If you haven’t got the money to update your rig, then, meant for the time being, simply be aware of your system’s constraints. Don’t, for instance, use too many programs simultaneously—before you play a game, shut down every background process you can. These are just stop-gap measures, but they’ll help.

If the CPU isn’t the issue, then look at the GPU, especially when yours is at the bottom end of a game’s minimum specs. Of course, once you get a brand new GPU, it might result in a CPU bottleneck, meaning you’ll need to test again.
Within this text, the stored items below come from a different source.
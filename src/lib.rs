//! Arbitrary precision signed integer arithmetic.
//!
//! [`MpInt`] stores a sign together with a normalized magnitude of [`LimbType`] limbs. Every
//! operation which might need to allocate returns a [`Result`], with oversized requests and
//! allocator exhaustion both reported as [`MpIntError`] rather than aborting.

#[cfg(test)]
mod test_helpers;

mod add_impl;
mod bitwise_impl;
mod bytes_impl;
mod cmp_impl;
mod div_impl;
mod error;
mod euclid_impl;
mod fac_impl;
mod float_impl;
mod invmod_impl;
mod lcm_impl;
mod limb;
mod limbs_buffer;
mod montgomery_impl;
mod mpint;
mod mul_impl;
mod native_impl;
mod pow_impl;
mod shift_impl;
mod sqrt_impl;
mod str_impl;

pub use error::{ErrorKind, MpIntError};

pub use limb::{LimbChoice, LimbType, LIMB_BITS};

pub use limbs_buffer::{nlimbs_for_bits, LimbsBuffer, MAX_LIMBS};

pub use mpint::{abs_mp, copy_mp, neg_mp, MpInt};

pub use add_impl::{add_mp_mp, ct_add_mp_l, ct_add_mp_mp, ct_sub_mp_l, ct_sub_mp_mp, sub_mp_mp};

pub use bitwise_impl::{and_mp_mp, not_mp, or_mp_mp, xor_mp_mp};

pub use cmp_impl::{cmp_mag_mp_mp, cmp_mp_mp};

pub use div_impl::{
    div_mp_l, divmod_mp_mp, divmod_near_mp_mp, quo_mp_mp, rem_mp_mp, tdivmod_mp_mp,
};

pub use euclid_impl::{gcd_mp_mp, gcdext_mp_mp};

pub use fac_impl::{double_fac_mp, fac_mp, fib_mp};

pub use float_impl::truediv_mp_mp;

pub use invmod_impl::inverse_mp_mp;

pub use lcm_impl::lcm_mp_mp;

pub use mul_impl::{mul_mp_l, mul_mp_mp};

pub use pow_impl::{pow_mp_mp, powm_mp_mp_mp};

pub use shift_impl::{lshift_mp, lshift_mp_mp, rshift_mp, rshift_mp_mp};

pub use sqrt_impl::sqrtrem_mp;

pub use str_impl::ToStrOptions;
Another alternative for those tight on cash is to try overclocking the components in order to squeeze a little more performance out of them. This comes with risks, nevertheless, including voiding your warranty, consuming more power, and, potentially, shortening the life of the particular CPU and GPU.

Still, for an older PC, where your choice is to either overclock or get something new you can’t afford, overclocking is sort of a built-in improve, and it might be the best choice.

For more info, check out our tutorials on overclocking , and how to overclock your GPU   or  Intel CPU .

In order to RAM or Not in order to RAM

RAM is a weird component within modern PCs. If you don’t have enough, adding more can have a dramatic impact on your computer’s performance. If, however , your system doesn’t use all its RAM on a regular basis, changing this won’t have the impact you need.

For those who don’t need the RAM upgrade, the much better choice might be getting an SSD, upgrading to a new CPU, or installing a new graphics cards.